## [WHAT THE EXERCISE ASKS]
For each line of the data below that contains "struct", return that line.

## [DATASET RECORDS]
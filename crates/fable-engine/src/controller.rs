//! Workflow controller: cooperative interruption and pause markers.
//!
//! Signals and pause markers never cancel an in-flight generation call;
//! they flip a flag that the engine observes at step boundaries, so the
//! checkpoint always reflects fully completed units.

use std::path::{Path, PathBuf};
use std::sync::atomic::{AtomicBool, Ordering};
use std::sync::Arc;

use fable_types::Result;

use crate::phase::{PhaseEngine, RunStatus};

/// Pause marker path for a project: a zero-byte file whose presence asks a
/// running workflow to checkpoint and stop.
pub fn pause_marker_path(project_name: &str, dir: &Path) -> PathBuf {
    dir.join(format!("{project_name}.pause"))
}

/// The shell command that resumes a paused or failed project.
pub fn resume_command(project_name: &str) -> String {
    format!("fable resume --project {project_name}")
}

// ---------------------------------------------------------------------------
// Interrupter
// ---------------------------------------------------------------------------

/// Shared stop condition checked by the engine at step boundaries.
pub struct Interrupter {
    flag: AtomicBool,
    pause_marker: PathBuf,
}

impl Interrupter {
    pub fn new(pause_marker: impl Into<PathBuf>) -> Self {
        Self {
            flag: AtomicBool::new(false),
            pause_marker: pause_marker.into(),
        }
    }

    /// Request a stop (called from signal handlers).
    pub fn trigger(&self) {
        self.flag.store(true, Ordering::SeqCst);
    }

    pub fn is_triggered(&self) -> bool {
        self.flag.load(Ordering::SeqCst)
    }

    /// True when the workflow should stop: either a signal arrived or the
    /// pause marker exists. A detected marker is removed here; removal is
    /// the controller's responsibility, not the user's.
    pub async fn check(&self) -> bool {
        if self.is_triggered() {
            return true;
        }
        match tokio::fs::try_exists(&self.pause_marker).await {
            Ok(true) => {
                tracing::info!(marker = %self.pause_marker.display(), "Pause marker detected");
                if let Err(e) = tokio::fs::remove_file(&self.pause_marker).await {
                    tracing::warn!(error = %e, "Failed to remove pause marker");
                }
                self.trigger();
                true
            }
            Ok(false) => false,
            Err(e) => {
                tracing::warn!(error = %e, "Pause marker poll failed");
                false
            }
        }
    }
}

/// Create the pause marker for a project, asking any running workflow to
/// stop at its next step boundary.
pub async fn create_pause_marker(project_name: &str, dir: &Path) -> Result<PathBuf> {
    tokio::fs::create_dir_all(dir).await?;
    let path = pause_marker_path(project_name, dir);
    tokio::fs::write(&path, b"").await?;
    tracing::info!(marker = %path.display(), "Pause marker created");
    Ok(path)
}

// ---------------------------------------------------------------------------
// WorkflowController
// ---------------------------------------------------------------------------

/// Wraps a [`PhaseEngine`] run with signal handling and emergency
/// checkpointing.
pub struct WorkflowController {
    interrupter: Arc<Interrupter>,
    signal_tasks: Vec<tokio::task::JoinHandle<()>>,
}

impl WorkflowController {
    pub fn new(project_name: &str, dir: &Path) -> Self {
        Self {
            interrupter: Arc::new(Interrupter::new(pause_marker_path(project_name, dir))),
            signal_tasks: Vec::new(),
        }
    }

    pub fn interrupter(&self) -> Arc<Interrupter> {
        self.interrupter.clone()
    }

    /// Spawn SIGINT/SIGTERM listeners that flip the stop flag. The
    /// in-flight step finishes (or fails) before the engine stops.
    pub fn install_signal_handlers(&mut self) {
        let interrupter = self.interrupter.clone();
        self.signal_tasks.push(tokio::spawn(async move {
            if tokio::signal::ctrl_c().await.is_ok() {
                tracing::info!("Interrupt received; pausing at next step boundary");
                interrupter.trigger();
            }
        }));

        #[cfg(unix)]
        {
            let interrupter = self.interrupter.clone();
            self.signal_tasks.push(tokio::spawn(async move {
                use tokio::signal::unix::{signal, SignalKind};
                match signal(SignalKind::terminate()) {
                    Ok(mut term) => {
                        term.recv().await;
                        tracing::info!("Termination requested; pausing at next step boundary");
                        interrupter.trigger();
                    }
                    Err(e) => tracing::warn!(error = %e, "Failed to install SIGTERM handler"),
                }
            }));
        }
    }

    fn teardown(&mut self) {
        for task in self.signal_tasks.drain(..) {
            task.abort();
        }
    }

    /// Run the engine to its next stopping point. On any error an
    /// emergency checkpoint is persisted before the error propagates.
    pub async fn run(&mut self, engine: &mut PhaseEngine) -> Result<RunStatus> {
        self.install_signal_handlers();
        let result = engine.run().await;
        self.teardown();

        if result.is_err() {
            engine.emergency_checkpoint().await;
        }
        result
    }
}

impl Drop for WorkflowController {
    fn drop(&mut self) {
        self.teardown();
    }
}

#[cfg(test)]
mod tests {
    use super::*;
    use crate::config::WorkflowConfig;
    use crate::retry::{RetryExecutor, RetryPolicy};
    use crate::state::WorkflowState;
    use crate::store::{MemoryStore, NullIndex};
    use fable_llm::service::{ScriptedReply, ScriptedService};
    use fable_llm::DynService;
    use fable_types::FableError;

    #[tokio::test]
    async fn trigger_flips_check() {
        let dir = tempfile::tempdir().unwrap();
        let interrupter = Interrupter::new(dir.path().join("p.pause"));
        assert!(!interrupter.check().await);
        interrupter.trigger();
        assert!(interrupter.check().await);
        assert!(interrupter.is_triggered());
    }

    #[tokio::test]
    async fn pause_marker_is_detected_and_removed() {
        let dir = tempfile::tempdir().unwrap();
        let marker = create_pause_marker("proj", dir.path()).await.unwrap();
        assert!(marker.exists());

        let interrupter = Interrupter::new(marker.clone());
        assert!(interrupter.check().await);
        assert!(!marker.exists(), "marker should be removed on detection");
        // The stop condition latches after detection.
        assert!(interrupter.check().await);
    }

    #[tokio::test]
    async fn missing_marker_does_not_stop() {
        let dir = tempfile::tempdir().unwrap();
        let interrupter = Interrupter::new(dir.path().join("never.pause"));
        assert!(!interrupter.check().await);
        assert!(!interrupter.check().await);
    }

    #[test]
    fn paths_and_commands() {
        let path = pause_marker_path("My_Novel", Path::new("output"));
        assert_eq!(path, PathBuf::from("output/My_Novel.pause"));
        assert_eq!(resume_command("My_Novel"), "fable resume --project My_Novel");
    }

    #[tokio::test]
    async fn failed_run_leaves_emergency_checkpoint() {
        let dir = tempfile::tempdir().unwrap();
        let mut config = WorkflowConfig::new("Crash_Test");
        config.checkpoint_dir = dir.path().to_path_buf();
        config.retry = RetryPolicy {
            max_attempts: 1,
            base_delay_ms: 0,
            max_delay_ms: 0,
            jitter: 0.0,
        };

        // The very first generation dies with a fatal error.
        let service = Arc::new(DynService::new(ScriptedService::new(
            "primary",
            vec![ScriptedReply::Error(FableError::Other("backend gone".into()))],
        )));
        let state = WorkflowState::new("Crash_Test", dir.path());
        let mut controller = WorkflowController::new("Crash_Test", dir.path());
        let mut engine = PhaseEngine::new(
            config,
            RetryExecutor::new(vec![service], RetryPolicy::default()),
            Arc::new(MemoryStore::new()),
            Arc::new(NullIndex),
            state,
            controller.interrupter(),
        );

        let result = controller.run(&mut engine).await;
        assert!(result.is_err());

        let reloaded = WorkflowState::load("Crash_Test", dir.path())
            .await
            .unwrap()
            .unwrap();
        assert_eq!(reloaded.failed_step.as_deref(), Some("story_planning"));
        assert_eq!(reloaded.error_log.len(), 2);
    }
}
//! Workflow event system for observability.
//!
//! Emits [`WorkflowEvent`]s via a [`tokio::sync::broadcast`] channel so
//! external observers (loggers, progress UIs) can follow a run without
//! coupling to the engine internals.

use serde::{Deserialize, Serialize};

/// Events emitted during workflow execution.
#[derive(Debug, Clone, Serialize, Deserialize)]
pub enum WorkflowEvent {
    PhaseStarted {
        phase: String,
    },
    PhaseCompleted {
        phase: String,
    },
    StepStarted {
        step: String,
    },
    StepCompleted {
        step: String,
    },
    EntityGenerated {
        kind: String,
        name: String,
    },
    EntitySkipped {
        kind: String,
        name: String,
        error: String,
    },
    ChapterDrafted {
        chapter: u32,
        word_count: usize,
    },
    EditorialIteration {
        chapter: u32,
        iteration: u32,
        score: f64,
    },
    ChapterCompleted {
        chapter: u32,
    },
    ReviewGatePending {
        phase: String,
    },
    CheckpointSaved {
        step: String,
    },
    WorkflowPaused {
        after_step: String,
    },
    WorkflowFailed {
        step: String,
        error: String,
    },
    WorkflowCompleted {
        total_words: usize,
    },
}

/// Event emitter wrapping a broadcast sender.
#[derive(Clone)]
pub struct EventEmitter {
    sender: tokio::sync::broadcast::Sender<WorkflowEvent>,
}

impl EventEmitter {
    pub fn new(capacity: usize) -> Self {
        let (sender, _) = tokio::sync::broadcast::channel(capacity);
        Self { sender }
    }

    /// Emit an event to all current subscribers. With no active receivers
    /// the event is silently dropped.
    pub fn emit(&self, event: WorkflowEvent) {
        let _ = self.sender.send(event);
    }

    pub fn subscribe(&self) -> tokio::sync::broadcast::Receiver<WorkflowEvent> {
        self.sender.subscribe()
    }
}

impl Default for EventEmitter {
    fn default() -> Self {
        Self::new(256)
    }
}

## [RESPONSE AREA]
pub struct Interrupter {
pub struct WorkflowController {
pub struct EventEmitter {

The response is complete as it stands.